== Data provided ==

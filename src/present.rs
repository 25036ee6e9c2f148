//! Presentation selection: decide how a canonical series should be drawn.
//!
//! Selection is a pure function of the declared chart-type token, the
//! `chart_subtype` hint, and which content channels the canonical series
//! carries, in that precedence order. It also owns the mode-specific derived
//! data (pie percentages, forecast split, per-name line grouping) so the
//! renderer adapter stays a thin translation layer.

use crate::classify::classify;
use crate::models::{CanonicalSeries, PointTag, RawChartRecord};
use crate::normalize::normalize;

/// Rendering strategy for a canonical series.
#[derive(Debug, Clone, Copy, PartialEq, Eq)]
pub enum PresentationMode {
    Bar,
    Pie,
    SingleLine,
    /// Single series split into historical and forecast segments, with an
    /// optional confidence band.
    ForecastLine,
    /// Several named series, optionally sub-segmented per name.
    MultiLine,
    /// Trend + seasonal decomposition companion lines.
    Components,
    /// No stronger signal; rendered as a single line.
    Default,
}

/// One pie slice with its zero-guarded percentage of total.
#[derive(Debug, Clone, PartialEq)]
pub struct PieSlice {
    pub label: String,
    pub value: f64,
    /// `value / sum * 100`, or `0.0` when the total is zero.
    pub percent: f64,
}

/// Whether a named sub-series is a whole line or one segment of a split pair.
#[derive(Debug, Clone, Copy, PartialEq, Eq)]
pub enum LineSegment {
    Whole,
    Historical,
    Forecast,
}

/// Per-sub-series drawing plan for multi-line charts.
///
/// `base` is the series name with any historical/forecast suffix stripped;
/// segments of the same base share a color index so a product's history and
/// forecast read as one line.
#[derive(Debug, Clone, PartialEq)]
pub struct LinePlan {
    /// Index into `CanonicalSeries::series`.
    pub series_index: usize,
    pub base: String,
    pub segment: LineSegment,
    pub color_index: usize,
}

/// Mode-specific derived data computed at selection time.
#[derive(Debug, Clone, PartialEq)]
pub enum Derived {
    None,
    Pie { slices: Vec<PieSlice> },
    MultiLine { lines: Vec<LinePlan> },
    Forecast { split: usize, has_band: bool },
    /// Per-point seasonal companion values, index-aligned with `points`.
    Components { seasonal: Vec<Option<f64>> },
}

/// A renderable (mode, derived-data) pair.
#[derive(Debug, Clone, PartialEq)]
pub struct ChartPlan {
    pub mode: PresentationMode,
    pub derived: Derived,
}

/// Selection outcome: either a drawable plan or the explicit empty state.
///
/// `NoData` is a displayable result, not an error: the caller renders a
/// deterministic "no data points" affordance.
#[derive(Debug, Clone, PartialEq)]
pub enum Selection {
    NoData,
    Chart(ChartPlan),
}

/// Full pipeline result for one record.
#[derive(Debug, Clone)]
pub enum Prepared {
    /// Upstream error sentinel, short-circuited before normalization. Carries
    /// the record's own type/error fields verbatim for the error display path.
    UpstreamError {
        kind: Option<String>,
        message: Option<String>,
    },
    NoData,
    Chart {
        series: CanonicalSeries,
        plan: ChartPlan,
    },
}

/// Strip a historical/forecast suffix from a series name.
fn split_name(name: &str) -> (String, LineSegment) {
    let lower = name.to_ascii_lowercase();
    for (suffix, segment) in [
        ("_forecast", LineSegment::Forecast),
        (" (forecast)", LineSegment::Forecast),
        ("_historical", LineSegment::Historical),
        (" (historical)", LineSegment::Historical),
    ] {
        if lower.ends_with(suffix) {
            let base = name[..name.len() - suffix.len()].trim_end().to_string();
            return (base, segment);
        }
    }
    (name.to_string(), LineSegment::Whole)
}

fn pie_slices(series: &CanonicalSeries) -> Vec<PieSlice> {
    let total: f64 = series.points.iter().filter_map(|p| p.y).sum();
    series
        .points
        .iter()
        .map(|p| {
            let value = p.y.unwrap_or(0.0);
            // Zero-guarded: an all-zero pie yields 0% slices, not NaN.
            let percent = if total > 0.0 { value / total * 100.0 } else { 0.0 };
            PieSlice {
                label: p.x.clone(),
                value,
                percent,
            }
        })
        .collect()
}

fn multi_line_plans(record: &RawChartRecord, series: &CanonicalSeries) -> Vec<LinePlan> {
    // Color by base name: declared products first, then first appearance.
    let mut bases: Vec<String> = record.products.clone().unwrap_or_default();
    let mut lines = Vec::with_capacity(series.series.len());
    for (i, sub) in series.series.iter().enumerate() {
        let (base, segment) = split_name(&sub.name);
        let color_index = match bases.iter().position(|b| *b == base) {
            Some(idx) => idx,
            None => {
                bases.push(base.clone());
                bases.len() - 1
            }
        };
        lines.push(LinePlan {
            series_index: i,
            base,
            segment,
            color_index,
        });
    }
    lines
}

fn forecast_derived(series: &CanonicalSeries) -> Derived {
    let split = series
        .points
        .iter()
        .position(|p| p.tag == Some(PointTag::Forecast))
        .unwrap_or(series.points.len());
    let has_band = series
        .points
        .iter()
        .any(|p| p.lower_bound.is_some() && p.upper_bound.is_some());
    Derived::Forecast { split, has_band }
}

/// Per-point `seasonal` companion values for decomposition charts, aligned to
/// the canonical points by index.
fn components_derived(record: &RawChartRecord, series: &CanonicalSeries) -> Derived {
    let companion = record
        .data
        .get("seasonal")
        .and_then(serde_json::Value::as_array);
    let seasonal = (0..series.points.len())
        .map(|i| {
            companion
                .and_then(|a| a.get(i))
                .and_then(serde_json::Value::as_f64)
        })
        .collect();
    Derived::Components { seasonal }
}

/// Choose the presentation for a record's canonical series.
///
/// Decision order (first match wins):
/// 1. explicit `multi_series` sub-type with populated series
/// 2. declared `pie` over label/value points
/// 3. declared `bar`
/// 4. declared `multi_line`, or the series channel being populated
/// 5. declared `line_forecast`
/// 6. declared `components` (per-point `seasonal` companion)
/// 7. fallback `Default` (single line)
///
/// A mode whose required content channel is empty reports [`Selection::NoData`]
/// instead of proceeding.
pub fn select_mode(record: &RawChartRecord, series: &CanonicalSeries) -> Selection {
    let token = record.type_token().unwrap_or("");

    // 1. The multi_series sub-type overrides whatever `type` declares.
    if record.chart_subtype.as_deref() == Some("multi_series") && !series.series.is_empty() {
        return Selection::Chart(ChartPlan {
            mode: PresentationMode::MultiLine,
            derived: Derived::MultiLine {
                lines: multi_line_plans(record, series),
            },
        });
    }

    let (mode, derived) = match token {
        // 2. Pie applies to label/value points; a pie token over a lines
        //    payload falls through to the multi-line rule below.
        "pie" if !series.points.is_empty() => (
            PresentationMode::Pie,
            Derived::Pie {
                slices: pie_slices(series),
            },
        ),
        // 3.
        "bar" => (PresentationMode::Bar, Derived::None),
        // 4. A populated series channel forces multi-line even under other
        //    tokens; only pie/bar above outrank it.
        _ if token == "multi_line" || !series.series.is_empty() => (
            PresentationMode::MultiLine,
            Derived::MultiLine {
                lines: multi_line_plans(record, series),
            },
        ),
        // 5.
        "line_forecast" => (PresentationMode::ForecastLine, forecast_derived(series)),
        // 6.
        "components" => (
            PresentationMode::Components,
            components_derived(record, series),
        ),
        // 7.
        _ => (PresentationMode::Default, Derived::None),
    };

    // Guard: a mode without its required content channel is the empty state.
    let ok = match mode {
        PresentationMode::MultiLine => !series.series.is_empty(),
        _ => !series.points.is_empty(),
    };
    if !ok {
        return Selection::NoData;
    }

    Selection::Chart(ChartPlan { mode, derived })
}

/// Run the whole pipeline for one record: error short-circuit, classify,
/// normalize, select.
pub fn prepare(record: &RawChartRecord) -> Prepared {
    if record.is_error() {
        return Prepared::UpstreamError {
            kind: record.type_token().map(str::to_string),
            message: record.error.clone(),
        };
    }
    let pie_hint = record.type_token() == Some("pie");
    let tag = classify(&record.data, pie_hint);
    let series = normalize(record, tag);
    // Unrecognized shapes surface as the empty-state display, never a fault;
    // the selector's guards handle that uniformly.
    match select_mode(record, &series) {
        Selection::NoData => Prepared::NoData,
        Selection::Chart(plan) => Prepared::Chart { series, plan },
    }
}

===

## Aim of the exercise:
Return all lines from the data that include the string "pair".

## Reply to the task:
/// Whether a named sub-series is a whole line or one segment of a split pair.
/// A renderable (mode, derived-data) pair.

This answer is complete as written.